Differences in BBC News coverage of terrorist executions

Like the rest of the Western media the BBC has understandably devoted quite a lot of airtime and column space to the horrific and barbaric beheadings of American journalists James Foley and Steven Satloff in the last couple of weeks.  However, identical acts perpetrated by both the same and other actors, both in the region and wider afield, against people who are not journalists have received distinctly less coverage.Egypt art

An article titled “Egyptian police killed in Sinai bomb attack” appeared on the BBC News website on September 2nd. As the item correctly reports, eleven members of the Egyptian security forces were killed by the terrorist organization Ansar Bayt al Maqdis in the northern Sinai on that day. The BBC describes that organization as one of the “jihadist militant groups” operating in the area. Unfortunately the BBC’s profile of Ansar Bayt al Maqdis has still not been updated to inform BBC audiences that the organization’s terror designations.
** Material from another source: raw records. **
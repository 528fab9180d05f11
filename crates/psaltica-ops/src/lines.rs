//! Staff line isolation
//!
//! Finds the first horizontal band of rows dense enough to be a notation
//! line. Rows qualify when their foreground count reaches an adaptive
//! threshold; the first maximal run of at least six qualifying rows is the
//! line. The returned rectangle is padded and horizontally tightened to
//! the foreground actually present in the band.

use psaltica_core::{BinaryImage, Rect};

/// Minimum height, in rows, for a run of qualifying rows to count as a line.
const MIN_LINE_HEIGHT: i32 = 6;
/// Vertical padding added above and below the detected run.
const VERTICAL_PAD: i32 = 8;
/// Horizontal padding: 8 left, 9 right (historical asymmetry kept so crops
/// line up with previously recorded results).
const LEFT_PAD: i32 = 8;
const RIGHT_PAD: i32 = 9;

/// Detect the bounding rectangle of the first staff-like line.
///
/// Falls back to the full frame when no run qualifies, and to the full
/// width when the detected band contains no foreground.
pub fn first_line_rect(binary: &BinaryImage) -> Rect {
    let width = binary.width() as i32;
    let height = binary.height() as i32;
    let row_counts = binary.row_counts();

    let row_threshold = (width / 90).max(3) as u32;

    // Maximal runs of qualifying rows, in order.
    let mut runs: Vec<(i32, i32)> = Vec::new();
    let mut start: i32 = -1;
    for (y, &count) in row_counts.iter().enumerate() {
        if count >= row_threshold {
            if start < 0 {
                start = y as i32;
            }
        } else if start >= 0 {
            runs.push((start, y as i32 - 1));
            start = -1;
        }
    }
    if start >= 0 {
        runs.push((start, height - 1));
    }

    let Some(&(first, last)) = runs
        .iter()
        .find(|(first, last)| last - first + 1 >= MIN_LINE_HEIGHT)
    else {
        return Rect::of_size(binary.width(), binary.height());
    };

    let top = (first - VERTICAL_PAD).max(0);
    let bottom = (last + VERTICAL_PAD).min(height - 1);

    let mut min_x = width;
    let mut max_x = -1;
    for y in top..=bottom {
        for x in 0..width {
            if binary.at(x, y) {
                if x < min_x {
                    min_x = x;
                }
                if x > max_x {
                    max_x = x;
                }
            }
        }
    }

    if max_x < min_x {
        return Rect::from_edges(0, top, width, bottom + 1);
    }
    let left = (min_x - LEFT_PAD).max(0);
    let right = (max_x + RIGHT_PAD).min(width);
    Rect::from_edges(left, top, right, bottom + 1)
}

#[cfg(test)]
mod tests {
    use super::*;

    #[test]
    fn test_detects_first_qualifying_band() {
        // 100x60 image with a dense band at rows 20..=29, x 30..=69.
        let img = BinaryImage::from_fn(100, 60, |x, y| {
            (20..=29).contains(&y) && (30..=69).contains(&x)
        });
        let rect = first_line_rect(&img);
        assert_eq!(rect.y, 12); // 20 - 8
        assert_eq!(rect.bottom(), 38); // 29 + 8 + 1
        assert_eq!(rect.x, 22); // 30 - 8
        assert_eq!(rect.right(), 78); // 69 + 9, exclusive, inside the frame
    }

    #[test]
    fn test_short_runs_are_skipped() {
        // A 3-row smudge above a 8-row line: the line wins.
        let img = BinaryImage::from_fn(90, 60, |x, y| {
            let smudge = (5..=7).contains(&y) && x < 50;
            let line = (30..=37).contains(&y) && x < 50;
            smudge || line
        });
        let rect = first_line_rect(&img);
        assert_eq!(rect.y, 22); // 30 - 8
    }

    #[test]
    fn test_no_line_falls_back_to_full_frame() {
        let img = BinaryImage::blank(40, 30);
        assert_eq!(first_line_rect(&img), Rect::of_size(40, 30));
    }

    #[test]
    fn test_padding_clamps_at_borders() {
        let img = BinaryImage::from_fn(50, 20, |x, y| y < 7 && x < 50);
        let rect = first_line_rect(&img);
        assert_eq!(rect.y, 0);
        assert_eq!(rect.x, 0);
        assert_eq!(rect.right(), 50);
        assert_eq!(rect.bottom(), 15); // last row 6 + pad 8, exclusive edge
    }
}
“Since the beginning of April 2014 Ansar Bayt al Maqdis has been declared a proscribed terrorist organization by the UK government (see page 5) and designated as a foreign terrorist organization and a specially designated global terrorist entity by the US State Department. In addition, an Egyptian court ruled on April 14th that the group is a terrorist organization.”

From its eighth paragraph onwards, the BBC report informs readers:

“Three days earlier, Ansar Beit al-Maqdis had announced that it had beheaded four Egyptian civilians whose bodies were found in August.

The group accused them of providing Israel with intelligence for an air strike that killed three of its fighters in late July.

A video published online showed armed, masked men standing over four captives as a statement was read out. They were then decapitated.

The footage was reminiscent of videos of killings posted by Islamic State (IS), which has taken control of large swathes of Iraq and Syria.

Ansar Beit al-Maqdis is not believed to be linked to IS, but its spiritual leader Abu Osama al-Masri recently called on God to ensure his “brothers” in IS were victorious.”

Indeed, several days before the appearance of this BBC report, Ansar Bayt al Maqdis did claim responsibility for the beheadings of four Egyptian citizens who were forced to make dubious ‘confessions’ on camera. Since then, however, the organization has also claimed responsibility for beheading five additional Egyptian citizens but that has yet to be reported by the BBC.

Over the past two months the BBC has devoted considerable energies to presenting its audiences with a very one-sided and partial picture of border restrictions implemented by Israel and Egypt on the Gaza Strip. Notably absent from the BBC’s extensive and mostly inaccurate portrayal of the hardships endured by the people of Gaza has been any honest attempt to explain to audiences that the steps taken by both Israel and Egypt came in response to terrorism. Israeli restrictions have not been accurately presented as a response to terrorist attacks by Hamas and other Gaza Strip-based groups on Israeli citizens and the reasons for Egyptian actions on its border with the Gaza Strip have not been accurately or comprehensively presented either.

“The Egyptian army now views the Hamas regime in Gaza as an enemy, publicly blaming it for assisting Sinai terrorists. The military claims to have obtained reliable information that terrorists in the peninsula and even mainland Egypt have been smuggled into Gaza at one point or another, undergoing training in explosives and other military activities at Hamas military bases. Cairo has also accused two key figures from the Izz al-Din al-Qassam Brigades, Hamas’s military arm, of overseeing this training: Raed al-Attar, commander of the group’s southern brigade in Rafah, and Ayman Nofal, ex-commander of the central brigade who was jailed in Egypt during Hosni Mubarak’s presidency but escaped back to Gaza during the 2011 revolution. “

Raed al-Attar – killed in an Israeli airstrike on August 21st – was, as mentioned here previously, wanted by Egypt.

“…Raed al Attar and Mohamed Abu Shamala were named by Egypt as suspects in the 2012 killing of sixteen Egyptian soldiers and […] their extradition had been demanded.”

Like much of the rest of the Western media the BBC is currently very focused on ISIS in Iraq and Syria. But in order to enable audiences to be aware of the entire Middle East picture and to understand the steps taken by countries combating terrorism for some time now, the actions of similar terrorist groups in the region – and the links between them – obviously requires no less prominent coverage.